> WHAT THIS TASK INVOLVES
Gather each line of the entries below that includes "ABOUTME".

> RECORD EXCERPTS
- - - - - - -

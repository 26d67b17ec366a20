// SPDX-License-Identifier: MIT OR Apache-2.0
// Copyright (c) 2025 Pierre Fitness Intelligence
// ABOUTME: Integration tests for the planner-cli binary
// ABOUTME: Runs plan, batch and activity-levels commands and checks output and exit codes

//! Integration tests for the planner-cli binary.

#![allow(clippy::unwrap_used, clippy::expect_used, clippy::panic)]
#![allow(missing_docs)]

use serde_json::Value;
use std::io::Write;
use std::process::Command;

const REFERENCE_PLAN: [&str; 13] = [
    "plan",
    "--weight-kg",
    "70",
    "--height-cm",
    "170",
    "--age",
    "30",
    "--sex",
    "male",
    "--days",
    "30",
    "--loss-kg",
    "3",
];

/// Helper to run CLI command and capture output
fn run_cli(args: &[&str]) -> (i32, String, String) {
    let output = Command::new(env!("CARGO_BIN_EXE_planner-cli"))
        .args(args)
        .env_remove("RUST_LOG")
        .output()
        .unwrap();

    let exit_code = output.status.code().unwrap_or(-1);
    let stdout = String::from_utf8_lossy(&output.stdout).to_string();
    let stderr = String::from_utf8_lossy(&output.stderr).to_string();

    (exit_code, stdout, stderr)
}

#[test]
fn test_cli_help_shows_commands() {
    let (exit_code, stdout, _stderr) = run_cli(&["--help"]);

    assert_eq!(exit_code, 0);
    assert!(stdout.contains("plan"));
    assert!(stdout.contains("batch"));
    assert!(stdout.contains("activity-levels"));
}

#[test]
fn test_plan_text_output() {
    let (exit_code, stdout, _stderr) = run_cli(&REFERENCE_PLAN);

    assert_eq!(exit_code, 0);
    assert!(stdout.contains("BMR: 1671 kcal/day"));
    assert!(stdout.contains("TDEE: 2005 kcal/day"));
    assert!(stdout.contains("Daily calorie target: 1285 kcal/day"));
    assert!(stdout.contains("21600 kcal over 30 days"));
    assert!(stdout.contains("goal reached in 30 days"));
}

#[test]
fn test_plan_json_output() {
    let mut args = vec!["--format", "json"];
    args.extend_from_slice(&REFERENCE_PLAN);
    let (exit_code, stdout, _stderr) = run_cli(&args);

    assert_eq!(exit_code, 0);
    let response: Value = serde_json::from_str(&stdout).unwrap();
    assert_eq!(response["success"], true);
    assert_eq!(response["result"]["daily_calorie_target"], 1285);
}

#[test]
fn test_unsafe_plan_shows_safer_timeline() {
    let mut args = REFERENCE_PLAN.to_vec();
    args[10] = "20";
    args[12] = "8";
    let (exit_code, stdout, _stderr) = run_cli(&args);

    assert_eq!(exit_code, 0);
    assert!(stdout.contains("below the 1200 kcal/day minimum"));
    assert!(stdout.contains("takes 72 days"));
    assert!(stdout.contains("smaller weight-loss goal for 20 days"));
}

#[test]
fn test_validation_error_exits_non_zero() {
    let mut args = REFERENCE_PLAN.to_vec();
    args[12] = "12";
    let (exit_code, _stdout, stderr) = run_cli(&args);

    assert_eq!(exit_code, 2);
    assert!(stderr.contains("10.5 kg"));
}

#[test]
fn test_validation_error_json_envelope() {
    let mut args = vec!["--format", "json"];
    args.extend_from_slice(&REFERENCE_PLAN);
    args[4] = "-70";
    let (exit_code, stdout, _stderr) = run_cli(&args);

    assert_eq!(exit_code, 2);
    let response: Value = serde_json::from_str(&stdout).unwrap();
    assert_eq!(response["error"]["code"], "INVALID_INPUT");
    assert_eq!(response["error"]["details"]["fields"][0], "weight_kg");
}

#[test]
fn test_activity_level_and_factor_conflict() {
    let mut args = REFERENCE_PLAN.to_vec();
    args.extend_from_slice(&["--activity", "moderate", "--activity-factor", "1.4"]);
    let (exit_code, _stdout, _stderr) = run_cli(&args);

    assert_ne!(exit_code, 0);
}

#[test]
fn test_activity_levels_listing() {
    let (exit_code, stdout, _stderr) = run_cli(&["activity-levels"]);

    assert_eq!(exit_code, 0);
    assert!(stdout.contains("sedentary"));
    assert!(stdout.contains("Mostly desk work"));
    assert!(stdout.contains("1.725"));
}

#[test]
fn test_batch_reports_each_request() {
    let mut file = tempfile::NamedTempFile::new().unwrap();
    write!(
        file,
        r#"[
            {{"weight_kg": 70, "height_cm": 170, "age_years": 30, "sex": "male",
              "activity_factor": 1.2, "target_days": 30, "target_loss_kg": 3}},
            {{"weight_kg": 70, "height_cm": 170, "age_years": 0, "sex": "male",
              "activity_factor": 1.2, "target_days": 30, "target_loss_kg": 3}}
        ]"#
    )
    .unwrap();
    let path = file.path().to_str().unwrap();

    let (exit_code, stdout, _stderr) = run_cli(&["--format", "json", "batch", path]);

    assert_eq!(exit_code, 0);
    let responses: Value = serde_json::from_str(&stdout).unwrap();
    assert_eq!(responses[0]["success"], true);
    assert_eq!(responses[0]["result"]["bmr"], 1671);
    assert_eq!(responses[1]["success"], false);
    assert_eq!(responses[1]["error"]["details"]["fields"][0], "age_years");
}

#[test]
fn test_batch_with_malformed_file_fails() {
    let mut file = tempfile::NamedTempFile::new().unwrap();
    write!(file, "not json").unwrap();
    let path = file.path().to_str().unwrap();

    let (exit_code, _stdout, stderr) = run_cli(&["batch", path]);

    assert_eq!(exit_code, 2);
    assert!(stderr.contains("not a JSON array"));
}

- - - - - - -

> ANSWER SECTION
// ABOUTME: Integration tests for the planner-cli binary
// ABOUTME: Runs plan, batch and activity-levels commands and checks output and exit codes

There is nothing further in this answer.